*** Begin section ***

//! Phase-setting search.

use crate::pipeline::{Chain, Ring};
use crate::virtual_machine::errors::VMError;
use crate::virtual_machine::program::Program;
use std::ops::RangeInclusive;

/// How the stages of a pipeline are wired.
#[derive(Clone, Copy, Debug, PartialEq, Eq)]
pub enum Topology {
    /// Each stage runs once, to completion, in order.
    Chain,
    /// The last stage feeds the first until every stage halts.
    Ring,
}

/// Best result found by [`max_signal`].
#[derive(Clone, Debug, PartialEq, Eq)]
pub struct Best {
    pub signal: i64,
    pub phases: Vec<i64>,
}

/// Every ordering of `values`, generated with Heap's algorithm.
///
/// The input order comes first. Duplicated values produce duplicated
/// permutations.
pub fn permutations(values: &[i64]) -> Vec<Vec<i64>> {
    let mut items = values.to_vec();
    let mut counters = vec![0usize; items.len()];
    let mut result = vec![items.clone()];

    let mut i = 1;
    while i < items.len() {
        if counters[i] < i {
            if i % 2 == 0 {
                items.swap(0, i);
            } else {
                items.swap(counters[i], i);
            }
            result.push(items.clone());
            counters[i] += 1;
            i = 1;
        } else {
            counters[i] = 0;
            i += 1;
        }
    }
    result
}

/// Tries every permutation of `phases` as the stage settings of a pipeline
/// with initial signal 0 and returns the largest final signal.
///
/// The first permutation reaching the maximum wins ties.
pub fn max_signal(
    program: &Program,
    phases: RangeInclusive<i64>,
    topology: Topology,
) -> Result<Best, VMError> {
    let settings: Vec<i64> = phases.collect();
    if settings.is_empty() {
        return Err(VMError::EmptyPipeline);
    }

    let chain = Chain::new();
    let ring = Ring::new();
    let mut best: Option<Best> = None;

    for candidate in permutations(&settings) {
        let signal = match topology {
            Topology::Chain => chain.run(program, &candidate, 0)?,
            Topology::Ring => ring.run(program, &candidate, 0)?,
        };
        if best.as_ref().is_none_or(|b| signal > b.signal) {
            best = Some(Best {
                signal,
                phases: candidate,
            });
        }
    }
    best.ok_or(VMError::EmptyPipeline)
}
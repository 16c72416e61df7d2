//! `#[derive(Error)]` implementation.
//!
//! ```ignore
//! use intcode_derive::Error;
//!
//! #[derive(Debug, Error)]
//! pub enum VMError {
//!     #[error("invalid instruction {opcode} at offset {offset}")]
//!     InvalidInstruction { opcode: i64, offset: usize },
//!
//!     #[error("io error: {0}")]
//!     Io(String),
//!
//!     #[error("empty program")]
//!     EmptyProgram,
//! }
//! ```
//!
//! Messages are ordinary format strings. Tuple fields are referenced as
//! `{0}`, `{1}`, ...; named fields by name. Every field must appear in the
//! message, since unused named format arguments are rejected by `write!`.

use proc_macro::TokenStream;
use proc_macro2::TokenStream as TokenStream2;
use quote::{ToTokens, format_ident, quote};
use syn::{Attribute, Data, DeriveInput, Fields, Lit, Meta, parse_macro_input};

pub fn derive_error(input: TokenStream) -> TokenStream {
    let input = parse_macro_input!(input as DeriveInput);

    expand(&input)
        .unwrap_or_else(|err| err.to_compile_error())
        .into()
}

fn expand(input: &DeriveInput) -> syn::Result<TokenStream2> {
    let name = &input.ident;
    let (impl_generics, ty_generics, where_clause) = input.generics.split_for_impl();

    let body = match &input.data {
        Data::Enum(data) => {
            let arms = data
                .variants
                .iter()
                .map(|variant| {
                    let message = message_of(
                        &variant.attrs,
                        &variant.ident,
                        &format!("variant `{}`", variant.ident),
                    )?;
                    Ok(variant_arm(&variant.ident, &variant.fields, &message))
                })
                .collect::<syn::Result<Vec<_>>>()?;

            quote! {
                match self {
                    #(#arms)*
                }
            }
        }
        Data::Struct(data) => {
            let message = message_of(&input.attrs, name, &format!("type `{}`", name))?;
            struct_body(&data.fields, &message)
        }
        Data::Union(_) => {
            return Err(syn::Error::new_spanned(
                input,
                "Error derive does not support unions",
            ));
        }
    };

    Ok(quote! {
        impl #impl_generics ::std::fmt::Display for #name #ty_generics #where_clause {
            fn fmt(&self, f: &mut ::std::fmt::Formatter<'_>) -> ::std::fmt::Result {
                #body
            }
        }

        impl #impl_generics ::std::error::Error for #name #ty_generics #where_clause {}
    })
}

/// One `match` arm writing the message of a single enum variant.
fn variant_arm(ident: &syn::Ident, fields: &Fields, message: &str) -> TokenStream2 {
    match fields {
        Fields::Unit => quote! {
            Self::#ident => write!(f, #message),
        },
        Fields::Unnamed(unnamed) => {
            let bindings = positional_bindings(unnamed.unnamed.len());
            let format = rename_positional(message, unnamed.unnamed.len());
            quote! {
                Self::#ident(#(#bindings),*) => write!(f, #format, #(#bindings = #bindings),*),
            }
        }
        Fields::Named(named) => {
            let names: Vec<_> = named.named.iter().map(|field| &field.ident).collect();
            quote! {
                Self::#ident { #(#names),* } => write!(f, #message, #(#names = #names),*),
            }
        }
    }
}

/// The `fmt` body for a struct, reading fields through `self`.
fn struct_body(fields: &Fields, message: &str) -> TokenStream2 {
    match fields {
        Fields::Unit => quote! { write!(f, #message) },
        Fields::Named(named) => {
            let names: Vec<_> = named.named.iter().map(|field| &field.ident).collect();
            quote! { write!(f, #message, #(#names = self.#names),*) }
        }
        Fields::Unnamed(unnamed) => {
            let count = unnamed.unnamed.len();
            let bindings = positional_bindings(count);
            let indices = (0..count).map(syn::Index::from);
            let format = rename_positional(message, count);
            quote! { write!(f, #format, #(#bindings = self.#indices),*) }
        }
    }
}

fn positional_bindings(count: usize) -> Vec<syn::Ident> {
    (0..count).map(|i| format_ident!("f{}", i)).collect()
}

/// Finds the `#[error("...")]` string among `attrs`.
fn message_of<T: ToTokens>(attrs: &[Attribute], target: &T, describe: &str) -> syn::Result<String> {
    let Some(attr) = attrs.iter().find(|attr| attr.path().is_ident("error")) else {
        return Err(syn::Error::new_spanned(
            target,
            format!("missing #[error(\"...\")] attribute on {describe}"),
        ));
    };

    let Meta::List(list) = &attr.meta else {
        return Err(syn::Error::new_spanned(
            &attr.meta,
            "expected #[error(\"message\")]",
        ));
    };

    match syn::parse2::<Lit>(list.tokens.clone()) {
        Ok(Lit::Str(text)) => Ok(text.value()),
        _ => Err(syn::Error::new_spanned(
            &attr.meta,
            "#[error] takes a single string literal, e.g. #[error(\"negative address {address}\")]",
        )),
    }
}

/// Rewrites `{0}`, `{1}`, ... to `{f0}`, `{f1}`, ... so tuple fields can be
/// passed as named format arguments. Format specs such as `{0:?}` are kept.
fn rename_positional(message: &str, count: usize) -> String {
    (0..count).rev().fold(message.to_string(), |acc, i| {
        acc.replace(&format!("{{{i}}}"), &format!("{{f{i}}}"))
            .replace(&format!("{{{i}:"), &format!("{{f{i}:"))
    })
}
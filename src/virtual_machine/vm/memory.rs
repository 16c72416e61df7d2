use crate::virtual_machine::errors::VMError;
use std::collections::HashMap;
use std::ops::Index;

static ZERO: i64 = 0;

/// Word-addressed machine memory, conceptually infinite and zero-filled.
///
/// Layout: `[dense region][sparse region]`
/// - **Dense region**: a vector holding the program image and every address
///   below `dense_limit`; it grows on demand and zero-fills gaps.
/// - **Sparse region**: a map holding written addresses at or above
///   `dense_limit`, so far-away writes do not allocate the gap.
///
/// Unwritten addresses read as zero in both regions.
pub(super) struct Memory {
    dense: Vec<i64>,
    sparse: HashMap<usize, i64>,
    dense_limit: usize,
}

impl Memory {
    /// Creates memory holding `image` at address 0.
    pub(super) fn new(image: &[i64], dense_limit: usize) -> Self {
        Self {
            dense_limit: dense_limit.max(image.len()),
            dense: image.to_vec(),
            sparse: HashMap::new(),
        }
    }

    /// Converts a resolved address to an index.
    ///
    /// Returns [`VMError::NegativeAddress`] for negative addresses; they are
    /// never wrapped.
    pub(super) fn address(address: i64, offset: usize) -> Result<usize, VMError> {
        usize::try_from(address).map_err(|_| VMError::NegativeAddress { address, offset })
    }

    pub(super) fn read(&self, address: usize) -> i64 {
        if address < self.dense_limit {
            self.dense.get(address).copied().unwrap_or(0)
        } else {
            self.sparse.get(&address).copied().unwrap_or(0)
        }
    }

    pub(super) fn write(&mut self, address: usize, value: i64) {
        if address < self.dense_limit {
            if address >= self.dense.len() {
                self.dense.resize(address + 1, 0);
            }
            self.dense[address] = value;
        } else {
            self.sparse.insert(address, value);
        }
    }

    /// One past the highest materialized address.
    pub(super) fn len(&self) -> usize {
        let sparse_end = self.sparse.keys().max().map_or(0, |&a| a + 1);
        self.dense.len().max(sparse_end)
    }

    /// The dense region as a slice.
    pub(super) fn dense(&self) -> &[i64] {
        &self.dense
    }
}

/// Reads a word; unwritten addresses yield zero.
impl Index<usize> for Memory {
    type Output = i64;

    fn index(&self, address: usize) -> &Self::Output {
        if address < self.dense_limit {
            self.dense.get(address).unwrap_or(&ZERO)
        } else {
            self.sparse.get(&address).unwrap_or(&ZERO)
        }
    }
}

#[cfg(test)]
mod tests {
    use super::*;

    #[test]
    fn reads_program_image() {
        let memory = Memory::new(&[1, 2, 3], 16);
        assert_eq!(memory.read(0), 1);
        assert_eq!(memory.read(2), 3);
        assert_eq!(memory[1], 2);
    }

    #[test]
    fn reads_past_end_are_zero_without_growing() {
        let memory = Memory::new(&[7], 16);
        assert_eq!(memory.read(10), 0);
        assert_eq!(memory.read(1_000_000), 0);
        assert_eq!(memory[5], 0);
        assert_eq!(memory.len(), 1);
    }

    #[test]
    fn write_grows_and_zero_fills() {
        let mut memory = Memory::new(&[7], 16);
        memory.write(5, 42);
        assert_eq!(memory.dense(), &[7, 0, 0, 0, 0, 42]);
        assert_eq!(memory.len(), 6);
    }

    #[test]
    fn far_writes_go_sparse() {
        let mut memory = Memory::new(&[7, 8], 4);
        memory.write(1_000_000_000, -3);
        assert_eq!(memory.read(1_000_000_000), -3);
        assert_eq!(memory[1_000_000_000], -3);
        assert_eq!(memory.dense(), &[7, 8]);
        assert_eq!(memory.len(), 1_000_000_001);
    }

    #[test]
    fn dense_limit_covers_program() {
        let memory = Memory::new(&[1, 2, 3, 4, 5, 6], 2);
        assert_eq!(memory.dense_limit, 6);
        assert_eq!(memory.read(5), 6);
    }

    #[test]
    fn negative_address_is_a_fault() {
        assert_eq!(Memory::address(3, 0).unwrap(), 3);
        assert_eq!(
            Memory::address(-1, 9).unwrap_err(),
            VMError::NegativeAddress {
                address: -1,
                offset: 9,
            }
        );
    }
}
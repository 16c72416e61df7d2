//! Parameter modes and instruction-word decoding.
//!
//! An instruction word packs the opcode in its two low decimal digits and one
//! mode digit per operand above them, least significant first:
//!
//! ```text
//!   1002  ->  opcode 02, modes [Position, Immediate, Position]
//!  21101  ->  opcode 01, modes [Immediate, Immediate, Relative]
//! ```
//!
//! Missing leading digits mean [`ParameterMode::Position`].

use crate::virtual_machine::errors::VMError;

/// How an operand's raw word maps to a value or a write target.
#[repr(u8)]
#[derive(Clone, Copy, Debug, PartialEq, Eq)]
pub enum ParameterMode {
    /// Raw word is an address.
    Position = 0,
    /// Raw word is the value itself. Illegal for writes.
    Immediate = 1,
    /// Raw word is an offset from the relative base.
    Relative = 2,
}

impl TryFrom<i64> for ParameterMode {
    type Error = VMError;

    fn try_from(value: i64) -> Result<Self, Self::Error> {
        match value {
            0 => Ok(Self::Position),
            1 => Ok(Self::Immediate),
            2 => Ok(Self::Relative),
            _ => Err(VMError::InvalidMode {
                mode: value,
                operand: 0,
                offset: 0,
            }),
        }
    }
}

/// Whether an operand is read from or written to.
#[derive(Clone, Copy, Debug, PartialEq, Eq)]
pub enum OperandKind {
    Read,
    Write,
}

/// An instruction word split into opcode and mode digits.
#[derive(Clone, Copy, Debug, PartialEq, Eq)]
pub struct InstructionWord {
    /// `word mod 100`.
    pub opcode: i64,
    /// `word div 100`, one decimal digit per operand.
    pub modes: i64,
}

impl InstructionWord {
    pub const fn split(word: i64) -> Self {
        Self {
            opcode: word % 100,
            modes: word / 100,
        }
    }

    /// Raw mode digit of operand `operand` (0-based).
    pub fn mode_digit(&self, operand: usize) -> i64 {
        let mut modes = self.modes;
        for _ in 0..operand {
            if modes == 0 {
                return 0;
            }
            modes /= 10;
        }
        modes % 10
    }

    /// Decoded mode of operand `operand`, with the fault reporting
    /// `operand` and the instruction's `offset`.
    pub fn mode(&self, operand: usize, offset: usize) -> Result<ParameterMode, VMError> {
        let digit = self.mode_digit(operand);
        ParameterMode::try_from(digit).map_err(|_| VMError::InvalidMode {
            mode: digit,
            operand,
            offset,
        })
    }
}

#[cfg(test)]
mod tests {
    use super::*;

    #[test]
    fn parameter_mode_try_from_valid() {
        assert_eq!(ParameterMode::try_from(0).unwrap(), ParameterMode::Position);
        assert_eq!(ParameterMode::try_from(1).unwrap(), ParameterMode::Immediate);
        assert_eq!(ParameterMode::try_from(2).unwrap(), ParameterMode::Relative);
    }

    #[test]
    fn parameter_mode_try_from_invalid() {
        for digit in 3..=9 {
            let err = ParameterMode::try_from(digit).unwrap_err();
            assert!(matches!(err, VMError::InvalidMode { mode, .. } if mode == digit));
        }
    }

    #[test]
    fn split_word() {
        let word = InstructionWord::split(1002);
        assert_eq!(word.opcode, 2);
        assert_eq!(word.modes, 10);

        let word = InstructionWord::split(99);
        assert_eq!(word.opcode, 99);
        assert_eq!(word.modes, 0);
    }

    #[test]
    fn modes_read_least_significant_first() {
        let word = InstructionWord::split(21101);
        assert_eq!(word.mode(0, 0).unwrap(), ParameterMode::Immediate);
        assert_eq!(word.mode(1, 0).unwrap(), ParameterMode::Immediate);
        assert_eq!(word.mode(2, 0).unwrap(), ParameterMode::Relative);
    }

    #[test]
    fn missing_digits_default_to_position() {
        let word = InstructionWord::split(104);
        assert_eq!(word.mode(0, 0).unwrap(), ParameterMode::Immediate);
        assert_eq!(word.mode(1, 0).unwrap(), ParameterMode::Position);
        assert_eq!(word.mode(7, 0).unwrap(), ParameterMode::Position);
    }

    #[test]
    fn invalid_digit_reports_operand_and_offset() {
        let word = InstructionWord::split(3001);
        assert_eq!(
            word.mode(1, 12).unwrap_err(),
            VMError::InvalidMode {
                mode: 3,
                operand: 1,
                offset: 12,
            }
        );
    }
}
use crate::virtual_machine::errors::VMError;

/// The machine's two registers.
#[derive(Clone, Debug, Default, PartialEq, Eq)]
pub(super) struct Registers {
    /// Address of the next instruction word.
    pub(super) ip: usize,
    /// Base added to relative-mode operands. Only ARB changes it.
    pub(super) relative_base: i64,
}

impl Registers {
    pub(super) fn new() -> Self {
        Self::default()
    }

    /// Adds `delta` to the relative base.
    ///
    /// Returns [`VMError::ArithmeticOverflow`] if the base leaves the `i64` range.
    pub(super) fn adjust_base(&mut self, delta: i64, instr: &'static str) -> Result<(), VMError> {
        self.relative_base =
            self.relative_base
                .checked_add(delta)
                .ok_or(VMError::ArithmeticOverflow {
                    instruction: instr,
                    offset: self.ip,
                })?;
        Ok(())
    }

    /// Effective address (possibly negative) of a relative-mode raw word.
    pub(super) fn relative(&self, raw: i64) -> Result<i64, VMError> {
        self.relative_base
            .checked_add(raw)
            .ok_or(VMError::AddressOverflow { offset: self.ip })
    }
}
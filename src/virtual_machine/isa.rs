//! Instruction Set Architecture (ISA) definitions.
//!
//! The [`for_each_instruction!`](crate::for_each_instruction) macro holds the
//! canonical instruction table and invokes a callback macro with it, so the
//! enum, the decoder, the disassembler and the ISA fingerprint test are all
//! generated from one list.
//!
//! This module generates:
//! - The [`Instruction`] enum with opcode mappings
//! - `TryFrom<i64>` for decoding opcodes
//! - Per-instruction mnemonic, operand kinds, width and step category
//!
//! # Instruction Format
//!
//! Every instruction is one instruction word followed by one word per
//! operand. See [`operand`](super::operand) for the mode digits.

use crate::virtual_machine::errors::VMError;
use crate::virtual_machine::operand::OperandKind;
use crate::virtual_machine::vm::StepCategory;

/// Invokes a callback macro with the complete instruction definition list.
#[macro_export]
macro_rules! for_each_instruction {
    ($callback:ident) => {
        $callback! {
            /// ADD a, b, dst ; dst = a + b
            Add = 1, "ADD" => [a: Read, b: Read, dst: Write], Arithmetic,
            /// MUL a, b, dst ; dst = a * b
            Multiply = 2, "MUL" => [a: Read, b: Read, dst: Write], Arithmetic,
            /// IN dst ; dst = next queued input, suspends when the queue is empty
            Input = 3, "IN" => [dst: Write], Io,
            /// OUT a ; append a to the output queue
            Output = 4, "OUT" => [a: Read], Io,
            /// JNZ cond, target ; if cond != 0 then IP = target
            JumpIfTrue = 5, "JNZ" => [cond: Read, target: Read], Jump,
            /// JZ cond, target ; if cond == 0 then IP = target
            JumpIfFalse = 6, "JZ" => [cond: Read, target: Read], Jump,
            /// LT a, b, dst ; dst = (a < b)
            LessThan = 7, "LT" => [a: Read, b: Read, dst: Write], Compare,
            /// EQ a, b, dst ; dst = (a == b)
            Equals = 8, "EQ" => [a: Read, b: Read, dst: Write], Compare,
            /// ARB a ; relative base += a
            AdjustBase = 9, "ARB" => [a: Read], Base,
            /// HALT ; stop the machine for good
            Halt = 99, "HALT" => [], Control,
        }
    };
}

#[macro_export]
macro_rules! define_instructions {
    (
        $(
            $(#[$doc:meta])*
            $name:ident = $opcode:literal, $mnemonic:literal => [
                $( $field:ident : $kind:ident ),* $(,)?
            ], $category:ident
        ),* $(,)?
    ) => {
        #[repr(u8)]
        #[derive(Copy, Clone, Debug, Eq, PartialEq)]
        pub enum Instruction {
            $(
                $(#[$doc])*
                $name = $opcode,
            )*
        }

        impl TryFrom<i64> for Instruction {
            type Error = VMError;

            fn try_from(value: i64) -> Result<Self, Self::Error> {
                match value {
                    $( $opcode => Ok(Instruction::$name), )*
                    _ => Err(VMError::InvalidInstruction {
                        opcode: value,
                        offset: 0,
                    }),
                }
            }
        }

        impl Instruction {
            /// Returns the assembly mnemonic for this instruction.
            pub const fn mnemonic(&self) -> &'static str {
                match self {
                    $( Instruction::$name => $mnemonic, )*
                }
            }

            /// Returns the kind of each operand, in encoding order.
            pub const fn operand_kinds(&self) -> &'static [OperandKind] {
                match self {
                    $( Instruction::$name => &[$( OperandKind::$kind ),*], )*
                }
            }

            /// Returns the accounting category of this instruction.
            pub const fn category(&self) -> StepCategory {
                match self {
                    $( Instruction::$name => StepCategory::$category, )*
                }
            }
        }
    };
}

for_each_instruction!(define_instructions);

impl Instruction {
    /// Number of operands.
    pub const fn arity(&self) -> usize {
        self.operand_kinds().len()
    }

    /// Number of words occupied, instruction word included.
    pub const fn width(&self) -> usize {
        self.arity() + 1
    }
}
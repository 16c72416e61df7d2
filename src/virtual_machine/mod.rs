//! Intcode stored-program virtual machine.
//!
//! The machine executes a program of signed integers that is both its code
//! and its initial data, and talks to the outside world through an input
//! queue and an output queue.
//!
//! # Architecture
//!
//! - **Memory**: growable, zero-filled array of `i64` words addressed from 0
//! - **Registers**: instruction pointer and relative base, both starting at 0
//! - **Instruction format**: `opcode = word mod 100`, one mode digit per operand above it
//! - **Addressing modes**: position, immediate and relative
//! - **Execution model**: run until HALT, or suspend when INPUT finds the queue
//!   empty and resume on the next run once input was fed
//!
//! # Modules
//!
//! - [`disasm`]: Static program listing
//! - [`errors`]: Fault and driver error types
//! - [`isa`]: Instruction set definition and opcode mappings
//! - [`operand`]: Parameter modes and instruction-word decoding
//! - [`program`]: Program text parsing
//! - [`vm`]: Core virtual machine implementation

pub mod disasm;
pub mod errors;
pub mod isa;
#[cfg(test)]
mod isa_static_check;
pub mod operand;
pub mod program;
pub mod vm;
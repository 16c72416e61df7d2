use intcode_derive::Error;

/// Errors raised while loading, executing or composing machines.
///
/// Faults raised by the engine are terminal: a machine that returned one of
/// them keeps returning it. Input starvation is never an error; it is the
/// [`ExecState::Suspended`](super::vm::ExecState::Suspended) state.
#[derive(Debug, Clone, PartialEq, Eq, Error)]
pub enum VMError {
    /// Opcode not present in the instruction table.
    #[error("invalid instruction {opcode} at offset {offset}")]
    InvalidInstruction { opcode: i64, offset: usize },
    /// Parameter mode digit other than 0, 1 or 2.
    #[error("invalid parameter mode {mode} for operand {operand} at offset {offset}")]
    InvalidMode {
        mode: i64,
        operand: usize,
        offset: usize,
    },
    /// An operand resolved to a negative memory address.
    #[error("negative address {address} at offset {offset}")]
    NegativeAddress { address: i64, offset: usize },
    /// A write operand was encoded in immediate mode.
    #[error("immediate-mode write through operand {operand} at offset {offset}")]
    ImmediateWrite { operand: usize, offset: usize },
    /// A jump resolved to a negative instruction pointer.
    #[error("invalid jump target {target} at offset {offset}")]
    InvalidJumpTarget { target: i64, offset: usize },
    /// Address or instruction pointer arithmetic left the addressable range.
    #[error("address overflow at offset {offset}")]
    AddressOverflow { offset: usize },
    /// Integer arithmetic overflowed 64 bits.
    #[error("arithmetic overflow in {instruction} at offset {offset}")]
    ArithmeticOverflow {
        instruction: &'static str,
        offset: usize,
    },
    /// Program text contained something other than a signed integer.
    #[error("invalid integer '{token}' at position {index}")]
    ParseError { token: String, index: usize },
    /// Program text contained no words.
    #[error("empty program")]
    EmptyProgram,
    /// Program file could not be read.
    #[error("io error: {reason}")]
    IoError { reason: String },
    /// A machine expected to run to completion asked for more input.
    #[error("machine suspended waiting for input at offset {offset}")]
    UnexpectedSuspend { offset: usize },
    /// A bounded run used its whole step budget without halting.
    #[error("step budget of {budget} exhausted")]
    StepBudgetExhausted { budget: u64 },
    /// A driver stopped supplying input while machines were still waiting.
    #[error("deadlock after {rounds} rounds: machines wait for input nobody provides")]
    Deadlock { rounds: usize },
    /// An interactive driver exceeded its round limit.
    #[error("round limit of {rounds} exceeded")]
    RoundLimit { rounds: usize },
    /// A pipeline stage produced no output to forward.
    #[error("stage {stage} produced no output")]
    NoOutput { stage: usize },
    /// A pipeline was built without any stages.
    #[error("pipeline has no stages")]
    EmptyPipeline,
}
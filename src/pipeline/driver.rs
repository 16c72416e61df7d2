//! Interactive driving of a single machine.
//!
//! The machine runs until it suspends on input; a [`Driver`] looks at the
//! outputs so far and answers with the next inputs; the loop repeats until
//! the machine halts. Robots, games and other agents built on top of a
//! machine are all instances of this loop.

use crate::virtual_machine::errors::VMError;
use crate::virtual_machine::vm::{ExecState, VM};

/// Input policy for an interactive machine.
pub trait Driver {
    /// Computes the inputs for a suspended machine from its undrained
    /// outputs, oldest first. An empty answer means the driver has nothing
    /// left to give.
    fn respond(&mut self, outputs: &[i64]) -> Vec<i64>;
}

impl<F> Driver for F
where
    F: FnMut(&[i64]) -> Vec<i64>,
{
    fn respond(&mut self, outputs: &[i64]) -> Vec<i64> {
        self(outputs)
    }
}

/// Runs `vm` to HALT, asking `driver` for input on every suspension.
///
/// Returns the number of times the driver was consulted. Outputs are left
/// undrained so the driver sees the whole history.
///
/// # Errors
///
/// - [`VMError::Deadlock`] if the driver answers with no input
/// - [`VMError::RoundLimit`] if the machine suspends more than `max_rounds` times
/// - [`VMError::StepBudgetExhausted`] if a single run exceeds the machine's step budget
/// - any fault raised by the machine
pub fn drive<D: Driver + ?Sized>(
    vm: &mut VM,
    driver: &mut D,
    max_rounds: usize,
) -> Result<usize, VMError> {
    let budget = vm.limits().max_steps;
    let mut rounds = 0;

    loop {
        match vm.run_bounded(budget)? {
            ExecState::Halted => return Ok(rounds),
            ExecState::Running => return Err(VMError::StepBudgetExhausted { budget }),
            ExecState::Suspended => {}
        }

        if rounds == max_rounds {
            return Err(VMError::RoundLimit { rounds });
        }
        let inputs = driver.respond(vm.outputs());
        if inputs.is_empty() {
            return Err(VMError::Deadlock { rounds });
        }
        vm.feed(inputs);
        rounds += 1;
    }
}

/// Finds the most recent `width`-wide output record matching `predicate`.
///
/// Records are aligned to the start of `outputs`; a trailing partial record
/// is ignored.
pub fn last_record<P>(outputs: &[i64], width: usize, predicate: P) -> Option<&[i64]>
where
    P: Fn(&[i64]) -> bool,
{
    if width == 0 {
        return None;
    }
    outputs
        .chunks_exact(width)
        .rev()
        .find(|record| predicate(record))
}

*** End section ***

- **The problem**:
Lines containing the word "above" are to be pulled from the records and copied.

- **Solution**:
/// - **Sparse region**: a map holding written addresses at or above
//! mode digit per operand above them, least significant first:
//! - **Instruction format**: `opcode = word mod 100`, one mode digit per operand above it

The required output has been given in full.